Decipher Web Content Accessibility Guidelines

1:  Overview

"The power of the Web is in its universality. Access by everyone regardless of disability is an essential aspect." - Tim Berners-Lee

Providing a great experience for our clients and their users is part of our mission at Decipher. This guide outlines common usability concerns and provides best practice approaches for addressing them. In doing so, we will satisfy requirements of Federal regulation, Section 508, and recommendations put in place by the World Wide Web Consortium (W3C) and Web Content Accessibility Guidelines (WCAG) 2.0.

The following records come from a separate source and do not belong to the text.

pub mod time;
pub mod token;
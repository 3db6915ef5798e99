use axum::{middleware::from_fn_with_state, Router};
use proctoring_backend::{
    config::{init_config, LogFormat},
    database::{
        pool::{create_pool, run_migrations},
        PgStore,
    },
    middleware::auth::require_monitor_role,
    routes,
    services::{
        grading_service::{GradingScorer, HttpScorer, Scorer},
        storage_service::LocalObjectStore,
    },
    AppState, StateSettings,
};
use reqwest::Client;
use std::net::SocketAddr;
use std::sync::Arc;
use std::time::Duration;
use tokio::net::TcpListener;
use tower_http::{cors::CorsLayer, services::ServeDir, trace::TraceLayer};
use tracing::info;
use tracing_subscriber::EnvFilter;

const TOPIC_PRUNE_INTERVAL: Duration = Duration::from_secs(60);

#[tokio::main]
async fn main() -> anyhow::Result<()> {
    let config = init_config()?;

    let filter = EnvFilter::try_from_default_env()
        .unwrap_or_else(|_| EnvFilter::new("info,tower_http=info,sqlx=warn"));
    match config.log_format {
        LogFormat::Json => tracing_subscriber::fmt().with_env_filter(filter).json().init(),
        LogFormat::Pretty => tracing_subscriber::fmt().with_env_filter(filter).init(),
    }

    let pool = create_pool(config).await?;
    run_migrations(&pool).await?;

    let scorer: Arc<dyn Scorer> = match &config.scoring_service_url {
        Some(url) => {
            let client = Client::builder().timeout(Duration::from_secs(30)).build()?;
            info!("Scoring submissions through {}", url);
            Arc::new(HttpScorer::new(client, url.clone()))
        }
        None => Arc::new(GradingScorer),
    };

    tokio::fs::create_dir_all(&config.uploads_dir).await?;
    let app_state = AppState::new(
        Arc::new(PgStore::new(pool)),
        scorer,
        Arc::new(LocalObjectStore::new(&config.uploads_dir)),
        StateSettings::from(config),
    );

    {
        let assignments = app_state.assignments.clone();
        let interval = Duration::from_secs(config.sweep_interval_secs.max(1));
        tokio::spawn(async move {
            loop {
                match assignments.expire_overdue(chrono::Utc::now()).await {
                    Ok(0) => {}
                    Ok(n) => info!("Auto-submitted {} expired exam sessions", n),
                    Err(e) => tracing::error!(error = ?e, "Expiry sweeper error"),
                }
                tokio::time::sleep(interval).await;
            }
        });
    }

    {
        let signals = app_state.signals.clone();
        tokio::spawn(async move {
            loop {
                tokio::time::sleep(TOPIC_PRUNE_INTERVAL).await;
                let pruned = signals.prune();
                if pruned > 0 {
                    tracing::debug!("Pruned {} idle signal topics", pruned);
                }
            }
        });
    }

    info!("Serving uploads from: {}", config.uploads_dir);
    let uploads = Router::new()
        .nest_service("/api/monitor/uploads", ServeDir::new(&config.uploads_dir))
        .layer(from_fn_with_state(app_state.auth.clone(), require_monitor_role));
    let app = routes::build_router(app_state)
        .merge(uploads)
        .layer(CorsLayer::permissive())
        .layer(TraceLayer::new_for_http());

    let addr: SocketAddr = config.server_address.parse()?;
    info!("Server listening on {}", addr);
    let listener = TcpListener::bind(addr).await?;
    axum::serve(listener, app).await?;

    Ok(())
}
use async_trait::async_trait;
use chrono::{DateTime, Utc};
use rust_decimal::Decimal;
use serde_json::Value as JsonValue;
use uuid::Uuid;

use crate::error::Result;
use crate::models::assignment::{AnswerSheet, AssignmentStatus, ExamAssignment, NewAssignment, SubmitReason};
use crate::models::exam::{Exam, NewExam};
use crate::models::proctor_event::{NewProctorEvent, ProctorEvent};

/// Durable storage for assignments and the proctor log.
///
/// Conditional updates (`mark_started`, `save_answer`, `claim_submission`)
/// are compare-and-set: they only touch rows in the expected state and report
/// whether they did, so concurrent callers cannot both win.
#[async_trait]
pub trait ProctoringStore: Send + Sync {
    async fn insert_exam(&self, exam: NewExam) -> Result<Exam>;

    async fn exam(&self, id: Uuid) -> Result<Exam>;

    async fn insert_assignment(&self, assignment: NewAssignment) -> Result<ExamAssignment>;

    async fn assignment(&self, id: Uuid) -> Result<ExamAssignment>;

    async fn assignment_by_token(&self, token: &str) -> Result<ExamAssignment>;

    async fn assignment_for_candidate(&self, exam_id: Uuid, candidate_id: Uuid) -> Result<ExamAssignment>;

    /// `assigned -> in_progress`. `None` when the row was not `assigned`.
    async fn mark_started(&self, id: Uuid, now: DateTime<Utc>) -> Result<Option<ExamAssignment>>;

    /// Upserts one answer while the assignment is in progress and unclaimed.
    async fn save_answer(&self, id: Uuid, question_id: i32, answer: &JsonValue) -> Result<bool>;

    /// Records the final answers and locks the assignment against further
    /// submissions. `None` when it is not in progress or already claimed.
    async fn claim_submission(
        &self,
        id: Uuid,
        answers: &AnswerSheet,
        reason: SubmitReason,
        now: DateTime<Utc>,
    ) -> Result<Option<ExamAssignment>>;

    /// Undoes a claim whose evaluation failed.
    async fn release_submission(&self, id: Uuid) -> Result<()>;

    async fn finalize_submission(
        &self,
        id: Uuid,
        status: AssignmentStatus,
        score: Decimal,
    ) -> Result<ExamAssignment>;

    async fn set_paused(&self, id: Uuid, paused: bool) -> Result<()>;

    async fn touch_heartbeat(&self, id: Uuid, now: DateTime<Utc>) -> Result<()>;

    /// In-progress assignments that need the sweeper: unclaimed ones whose
    /// countdown reached zero, and ones claimed before `stale_before` that
    /// never got finalized.
    async fn expired_in_progress(
        &self,
        now: DateTime<Utc>,
        stale_before: DateTime<Utc>,
    ) -> Result<Vec<ExamAssignment>>;

    async fn append_event(&self, event: NewProctorEvent) -> Result<ProctorEvent>;

    async fn events_for_assignment(&self, assignment_id: Uuid) -> Result<Vec<ProctorEvent>>;

    /// Every logged event of every assignment of the exam.
    async fn events_for_exam(&self, exam_id: Uuid) -> Result<Vec<ProctorEvent>>;
}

2:  Objectives of Accessible Design

Equivalent information should be conveyed to each user regardless of technology platform and despite physical, sensory and cognitive disabilities. The full sensory experience of a page (i.e. color, images, audio, video, etc.) should not define its information, but enhance it. The information must be independent of its presentation.

2.1:  Make Content Understandable & Navigable

Clear and simple language will helpfully communicate errors, interactions, navigation, and orientation. It will provide contextual information which will maximize usability and accessibility.

2.2:  Provide Text Equivalents

The alt attribute enables images to be translated to text by assistive technologies. In the absence of the alt attribute, assistive technologies mya read the filename, which may be meaningless or confusing.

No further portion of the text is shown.